A mediados de los ’90, tras ser recomendado por la influyente revista Wine Spectator, que puso la carta de vinos que Charlie manejaba en un restaurante de Miami entre las diez mejores de Estados Unidos elogiándola por su “pulso fuerte”; trabajó primero para el restaurante de Robert De Niro y luego manejó los cinco restaurantes y 22 bares del Boca Raton Resort, que bajo su mando se convirtió en el segundo establecimiento hotelero, sólo después de los hoteles Disney de Orlando, que más vino vendía en el mundo.

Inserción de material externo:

//! Turns a fetched catalog tree into template and version drafts.
//!
//! Layout of a snapshot:
//!
//! ```text
//! <template>/config.yml                      optional template metadata
//! <template>/<version>/rancher-compose.yml   version metadata under `.catalog`
//! <template>/<version>/README.md
//! <template>/<version>/**                    captured verbatim
//! ```
//!
//! A broken version folder is recorded as a [`ParseFailure`] and skipped; it
//! never aborts its template or the catalog.

use std::cmp::Ordering;
use std::collections::{BTreeMap, HashSet};
use std::fs;
use std::path::Path;

use serde::Deserialize;
use walkdir::WalkDir;

use crate::error::{Error, Result};
use crate::types::{Question, TemplateMeta, VersionFile};

const TEMPLATE_CONFIG_FILES: &[&str] = &["config.yml", "config.yaml"];
const VERSION_METADATA_FILES: &[&str] = &["rancher-compose.yml", "rancher-compose.yaml"];
const README_FILE: &str = "readme.md";

#[derive(Debug, Clone, PartialEq)]
pub struct VersionDraft {
    /// Folder name inside the template directory.
    pub folder: String,
    pub version: String,
    pub minimum_rancher_version: Option<String>,
    pub maximum_rancher_version: Option<String>,
    pub upgrade_from: Option<String>,
    pub files: Vec<VersionFile>,
    pub questions: Vec<Question>,
    pub bindings: serde_json::Value,
    pub readme: String,
}

#[derive(Debug, Clone, Default, PartialEq)]
pub struct TemplateDraft {
    pub meta: TemplateMeta,
    pub versions: Vec<VersionDraft>,
}

#[derive(Debug, Clone, PartialEq, Eq)]
pub struct ParseFailure {
    /// `template` or `template/version`.
    pub folder: String,
    pub reason: String,
}

#[derive(Debug, Default)]
pub struct ParsedCatalog {
    pub templates: BTreeMap<String, TemplateDraft>,
    pub failures: Vec<ParseFailure>,
}

#[derive(Debug, Deserialize)]
struct VersionMetadataFile {
    #[serde(rename = ".catalog")]
    catalog: Option<CatalogSection>,
}

/// Scalars are read as their literal text, so `1.10` stays `1.10`.
#[derive(Debug, Deserialize)]
struct CatalogSection {
    version: Option<String>,
    minimum_rancher_version: Option<String>,
    maximum_rancher_version: Option<String>,
    upgrade_from: Option<String>,
    #[serde(default)]
    questions: Vec<serde_yaml::Value>,
    bindings: Option<serde_yaml::Value>,
}

fn is_reserved(name: &str) -> bool {
    name.starts_with('.')
}

/// Orders `2` before `10`; non-numeric names fall back to plain ordering.
fn compare_folder_names(a: &str, b: &str) -> Ordering {
    match (a.parse::<u64>(), b.parse::<u64>()) {
        (Ok(x), Ok(y)) => x.cmp(&y),
        (Ok(_), Err(_)) => Ordering::Less,
        (Err(_), Ok(_)) => Ordering::Greater,
        (Err(_), Err(_)) => a.cmp(b),
    }
}

fn child_dirs(dir: &Path) -> Result<Vec<String>> {
    let mut names = Vec::new();
    for entry in fs::read_dir(dir)? {
        let entry = entry?;
        if !entry.file_type()?.is_dir() {
            continue;
        }
        let Some(name) = entry.file_name().to_str().map(str::to_string) else {
            continue;
        };
        if is_reserved(&name) {
            continue;
        }
        names.push(name);
    }
    names.sort_by(|a, b| compare_folder_names(a, b));
    Ok(names)
}

fn non_empty(value: Option<String>) -> Option<String> {
    value
        .map(|s| s.trim().to_string())
        .filter(|s| !s.is_empty())
}

fn validate_version_string(version: &str) -> Result<()> {
    if version.is_empty() {
        return Err(Error::Parse("version cannot be empty".into()));
    }
    if version.chars().any(char::is_whitespace) {
        return Err(Error::Parse(format!(
            "version '{version}' cannot contain whitespace"
        )));
    }
    Ok(())
}

fn parse_question(index: usize, value: &serde_yaml::Value) -> Result<Question> {
    if !value.is_mapping() {
        return Err(Error::Parse(format!("question {index} is not a mapping")));
    }
    let document = serde_json::to_value(value)
        .map_err(|e| Error::Parse(format!("question {index}: {e}")))?;
    let question = Question(document);
    match question.variable() {
        Some(variable) if !variable.trim().is_empty() => Ok(question),
        _ => Err(Error::Parse(format!(
            "question {index} has no `variable`"
        ))),
    }
}

fn read_yaml_file<T>(path: &Path) -> Result<Option<T>>
where
    T: for<'de> Deserialize<'de>,
{
    let contents = fs::read_to_string(path)?;
    if contents.trim().is_empty() {
        return Ok(None);
    }
    Ok(Some(serde_yaml::from_str(&contents)?))
}

fn first_existing(dir: &Path, candidates: &[&str]) -> Option<std::path::PathBuf> {
    candidates
        .iter()
        .map(|name| dir.join(name))
        .find(|path| path.is_file())
}

fn collect_files(version_dir: &Path) -> Result<Vec<VersionFile>> {
    let mut files = Vec::new();
    for entry in WalkDir::new(version_dir).sort_by_file_name() {
        let entry = entry.map_err(|e| Error::Parse(format!("failed to walk folder: {e}")))?;
        if !entry.file_type().is_file() {
            continue;
        }
        let relative = entry
            .path()
            .strip_prefix(version_dir)
            .map_err(|e| Error::Parse(e.to_string()))?;
        let name = relative
            .components()
            .map(|c| c.as_os_str().to_string_lossy())
            .collect::<Vec<_>>()
            .join("/");
        files.push(VersionFile {
            name,
            contents: fs::read(entry.path())?,
        });
    }
    Ok(files)
}

/// Parses a single version folder.
pub fn parse_version_dir(folder: &str, version_dir: &Path) -> Result<VersionDraft> {
    let metadata_path = first_existing(version_dir, VERSION_METADATA_FILES)
        .ok_or_else(|| Error::Parse("missing rancher-compose.yml".into()))?;

    let section = read_yaml_file::<VersionMetadataFile>(&metadata_path)?
        .and_then(|m| m.catalog)
        .ok_or_else(|| Error::Parse("missing `.catalog` section".into()))?;

    let version = section
        .version
        .as_deref()
        .map(str::trim)
        .ok_or_else(|| Error::Parse("missing `version`".into()))?
        .to_string();
    validate_version_string(&version)?;

    let questions = section
        .questions
        .iter()
        .enumerate()
        .map(|(i, q)| parse_question(i, q))
        .collect::<Result<Vec<_>>>()?;

    let bindings = match section.bindings {
        None | Some(serde_yaml::Value::Null) => serde_json::Value::Null,
        Some(ref b) if b.is_mapping() => serde_json::to_value(b)
            .map_err(|e| Error::Parse(format!("bindings: {e}")))?,
        Some(_) => return Err(Error::Parse("`bindings` must be a mapping".into())),
    };

    let files = collect_files(version_dir)?;
    let readme = files
        .iter()
        .find(|f| f.name.eq_ignore_ascii_case(README_FILE))
        .map(|f| String::from_utf8_lossy(&f.contents).into_owned())
        .unwrap_or_default();

    Ok(VersionDraft {
        folder: folder.to_string(),
        version,
        minimum_rancher_version: non_empty(section.minimum_rancher_version),
        maximum_rancher_version: non_empty(section.maximum_rancher_version),
        upgrade_from: non_empty(section.upgrade_from),
        files,
        questions,
        bindings,
        readme,
    })
}

fn parse_template_meta(template_dir: &Path) -> Result<TemplateMeta> {
    match first_existing(template_dir, TEMPLATE_CONFIG_FILES) {
        Some(path) => Ok(read_yaml_file::<TemplateMeta>(&path)?.unwrap_or_default()),
        None => Ok(TemplateMeta::default()),
    }
}

fn parse_template_dir(
    folder: &str,
    template_dir: &Path,
    failures: &mut Vec<ParseFailure>,
) -> Result<TemplateDraft> {
    let meta = parse_template_meta(template_dir).unwrap_or_else(|e| {
        failures.push(ParseFailure {
            folder: folder.to_string(),
            reason: e.to_string(),
        });
        TemplateMeta::default()
    });

    let mut seen = HashSet::new();
    let mut versions = Vec::new();

    for version_folder in child_dirs(template_dir)? {
        let label = format!("{folder}/{version_folder}");
        match parse_version_dir(&version_folder, &template_dir.join(&version_folder)) {
            Ok(draft) if !seen.insert(draft.version.clone()) => {
                failures.push(ParseFailure {
                    folder: label,
                    reason: format!("duplicate version '{}'", draft.version),
                });
            }
            Ok(draft) => versions.push(draft),
            Err(e) => failures.push(ParseFailure {
                folder: label,
                reason: e.to_string(),
            }),
        }
    }

    Ok(TemplateDraft { meta, versions })
}

/// Parses every template folder under `root`.
///
/// Only an unreadable root is an error; everything below it is isolated per
/// template and per version.
pub fn parse_catalog(root: &Path) -> Result<ParsedCatalog> {
    let mut parsed = ParsedCatalog::default();

    for folder in child_dirs(root)? {
        match parse_template_dir(&folder, &root.join(&folder), &mut parsed.failures) {
            Ok(template) => {
                parsed.templates.insert(folder, template);
            }
            Err(e) => parsed.failures.push(ParseFailure {
                folder,
                reason: e.to_string(),
            }),
        }
    }

    Ok(parsed)
}
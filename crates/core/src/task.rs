//! In-flight request tracking
//!
//! Every request the console starts is wrapped so it can be cancelled when
//! the owning view is torn down.

use futures::future::{AbortHandle, Abortable, Aborted};
use std::cell::RefCell;
use std::collections::HashMap;
use std::future::Future;
use std::rc::Rc;

/// Returned by a tracked future that was cancelled
#[derive(Debug, Clone, Copy, PartialEq, Eq, thiserror::Error)]
#[error("task aborted")]
pub struct TaskAborted;

#[derive(Default)]
struct Registry {
    next_id: u64,
    handles: HashMap<u64, AbortHandle>,
}

/// Set of abortable futures, all cancelled on [`abort_all`](Self::abort_all)
/// or drop
#[derive(Default)]
pub struct TaskSet {
    registry: Rc<RefCell<Registry>>,
}

impl TaskSet {
    #[must_use]
    pub fn new() -> Self {
        Self::default()
    }

    /// Wrap `future` so it can be aborted. The wrapper removes itself from
    /// the set when it completes.
    pub fn track<F>(&self, future: F) -> impl Future<Output = Result<F::Output, TaskAborted>> + use<F>
    where
        F: Future,
    {
        let (handle, registration) = AbortHandle::new_pair();
        let id = {
            let mut registry = self.registry.borrow_mut();
            let id = registry.next_id;
            registry.next_id += 1;
            registry.handles.insert(id, handle);
            id
        };
        let registry = Rc::downgrade(&self.registry);

        async move {
            let result = Abortable::new(future, registration).await;
            if let Some(registry) = registry.upgrade() {
                registry.borrow_mut().handles.remove(&id);
            }
            result.map_err(|Aborted| TaskAborted)
        }
    }

    /// Number of tracked futures that have not finished yet
    #[must_use]
    pub fn in_flight(&self) -> usize {
        self.registry.borrow().handles.len()
    }

    pub fn abort_all(&self) {
        let handles: Vec<_> = self.registry.borrow_mut().handles.drain().collect();
        if !handles.is_empty() {
            tracing::debug!(count = handles.len(), "Aborting in-flight requests");
        }
        for (_, handle) in handles {
            handle.abort();
        }
    }
}

impl Drop for TaskSet {
    fn drop(&mut self) {
        self.abort_all();
    }
}

#[cfg(test)]
mod tests {
    use super::*;

    #[tokio::test]
    async fn completed_tasks_leave_the_set() {
        let tasks = TaskSet::new();
        let tracked = tasks.track(async { 7 });
        assert_eq!(tasks.in_flight(), 1);

        assert_eq!(tracked.await, Ok(7));
        assert_eq!(tasks.in_flight(), 0);
    }

    #[tokio::test]
    async fn abort_all_cancels_pending_work() {
        let tasks = TaskSet::new();
        let tracked = tasks.track(futures::future::pending::<()>());

        tasks.abort_all();

        assert_eq!(tracked.await, Err(TaskAborted));
        assert_eq!(tasks.in_flight(), 0);
    }

    #[tokio::test]
    async fn dropping_the_set_cancels_work() {
        let tasks = TaskSet::new();
        let tracked = tasks.track(futures::future::pending::<()>());
        drop(tasks);

        assert_eq!(tracked.await, Err(TaskAborted));
    }
}
//! Type-safe API clients that enforce authentication requirements at compile time

use super::ClientError;
use hexadmin_core::ConsoleConfig;
use reqwest::{Client, ClientBuilder, header};
#[cfg(not(target_arch = "wasm32"))]
use std::time::Duration;

#[cfg(not(target_arch = "wasm32"))]
const USER_AGENT: &str = concat!("hexadmin-client/", env!("CARGO_PKG_VERSION"));
#[cfg(not(target_arch = "wasm32"))]
const REQUEST_TIMEOUT: Duration = Duration::from_secs(30);

/// Client for endpoints that don't require a session
#[derive(Clone)]
pub struct PublicAdminClient {
    client: Client,
    base_url: String,
    api_path: String,
}

/// Client carrying a session token
#[derive(Clone)]
pub struct AuthenticatedAdminClient {
    client: Client,
    base_url: String,
    api_path: String,
    token: String,
}

async fn execute<T: serde::de::DeserializeOwned>(
    request: reqwest::RequestBuilder,
) -> Result<T, ClientError> {
    let response = request.send().await?;
    let status = response.status();

    if status.is_success() {
        let body = response.text().await?;
        Ok(serde_json::from_str(&body)?)
    } else {
        let body = response.text().await.unwrap_or_default();
        tracing::debug!(status = status.as_u16(), "Request returned error status");
        Err(ClientError::from_status(status, &body))
    }
}

impl PublicAdminClient {
    /// Create a new public client
    pub fn new(base_url: impl Into<String>) -> Result<Self, ClientError> {
        TypedClientBuilder::new().base_url(base_url).build_public()
    }

    /// Get the base URL
    pub fn base_url(&self) -> &str {
        &self.base_url
    }

    /// Per-account segment used by the product endpoints
    pub fn api_path(&self) -> &str {
        &self.api_path
    }

    /// Create a request builder without authentication
    pub fn request(&self, method: reqwest::Method, path: &str) -> reqwest::RequestBuilder {
        let url = format!("{}{}", self.base_url, path);
        tracing::debug!(%method, path, "Sending request");
        self.client.request(method, url)
    }

    /// Execute a request and handle common errors
    pub async fn execute<T: serde::de::DeserializeOwned>(
        &self,
        request: reqwest::RequestBuilder,
    ) -> Result<T, ClientError> {
        execute(request).await
    }

    /// Attach a session token to get an authenticated client
    pub fn authenticate(self, token: impl Into<String>) -> AuthenticatedAdminClient {
        AuthenticatedAdminClient {
            client: self.client,
            base_url: self.base_url,
            api_path: self.api_path,
            token: token.into(),
        }
    }

    /// Authenticated view sharing this client's connection pool
    pub fn with_token(&self, token: impl Into<String>) -> AuthenticatedAdminClient {
        self.clone().authenticate(token)
    }
}

impl AuthenticatedAdminClient {
    /// Get the base URL
    pub fn base_url(&self) -> &str {
        &self.base_url
    }

    pub fn api_path(&self) -> &str {
        &self.api_path
    }

    /// Create a request builder with the session token.
    ///
    /// The API expects the bare token in `Authorization`, without a scheme.
    pub fn request(&self, method: reqwest::Method, path: &str) -> reqwest::RequestBuilder {
        let url = format!("{}{}", self.base_url, path);
        tracing::debug!(%method, path, "Sending authenticated request");
        self.client
            .request(method, url)
            .header(header::AUTHORIZATION, self.token.as_str())
    }

    /// Execute a request and handle common errors
    pub async fn execute<T: serde::de::DeserializeOwned>(
        &self,
        request: reqwest::RequestBuilder,
    ) -> Result<T, ClientError> {
        execute(request).await
    }
}

/// Builder for the typed clients
#[derive(Default)]
pub struct TypedClientBuilder {
    base_url: Option<String>,
    api_path: Option<String>,
}

impl TypedClientBuilder {
    /// Create a new builder
    pub fn new() -> Self {
        Self::default()
    }

    /// Builder preloaded with the console settings
    pub fn from_config(config: &ConsoleConfig) -> Self {
        Self::new()
            .base_url(config.api_base_url.clone())
            .api_path(config.api_path.clone())
    }

    /// Set the base URL
    pub fn base_url(mut self, url: impl Into<String>) -> Self {
        self.base_url = Some(url.into());
        self
    }

    /// Set the per-account API path segment
    pub fn api_path(mut self, path: impl Into<String>) -> Self {
        self.api_path = Some(path.into());
        self
    }

    /// Build a public client
    pub fn build_public(self) -> Result<PublicAdminClient, ClientError> {
        let base_url = self
            .base_url
            .ok_or_else(|| ClientError::Configuration("base_url is required".into()))?;

        // Ensure base_url ends without a trailing slash
        let base_url = base_url.trim_end_matches('/').to_string();
        if base_url.is_empty() {
            return Err(ClientError::Configuration("base_url is empty".into()));
        }
        let api_path = self
            .api_path
            .unwrap_or_default()
            .trim_matches('/')
            .to_string();

        #[cfg(not(target_arch = "wasm32"))]
        let client = ClientBuilder::new()
            .user_agent(USER_AGENT)
            .timeout(REQUEST_TIMEOUT)
            .build()?;

        // Browsers own the user agent and fetch has no timeout
        #[cfg(target_arch = "wasm32")]
        let client = ClientBuilder::new().build()?;

        Ok(PublicAdminClient {
            client,
            base_url,
            api_path,
        })
    }

    /// Build an authenticated client
    pub fn build_authenticated(
        self,
        token: impl Into<String>,
    ) -> Result<AuthenticatedAdminClient, ClientError> {
        Ok(self.build_public()?.authenticate(token))
    }
}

Durante los últimos tres años, conviviendo cómodamente con su tercera mujer (Pandora, personaje fundamental en la película que no tiene problema en aparecer por momentos como una verdadera bruja), se ha dedicado a la cata por cuenta propia. “Soy un catador a destajo –define–. Hago 140 mil millas de avión al año; las compañías importadoras me llevan a una región y me meten en una bodega con 300 botellas en una mesa a las siete de la mañana y yo tengo que bucear y sacar lo mejor, definir la buena etiqueta la buena calidad y el buen precio.” Pero, lo más importante, dice, es poder narrar el vino en su escala más humana, poder contar algo de las 150 familias, del trabajo físico y de los expertos que hay detrás de cada botella. “Creo que eso es la película, y es lo más lindo que tiene. Yo, por mi parte, no olvido que vengo de abajo, que mi padre era metalúrgico no porque le gustara sino porque venía del campo y no había otra cosa que hacer y tenía que trabajar. Como me dice Nicolás (Carreras): ‘Charlie, te refugiaste atrás de una botella, y te fue bien’.”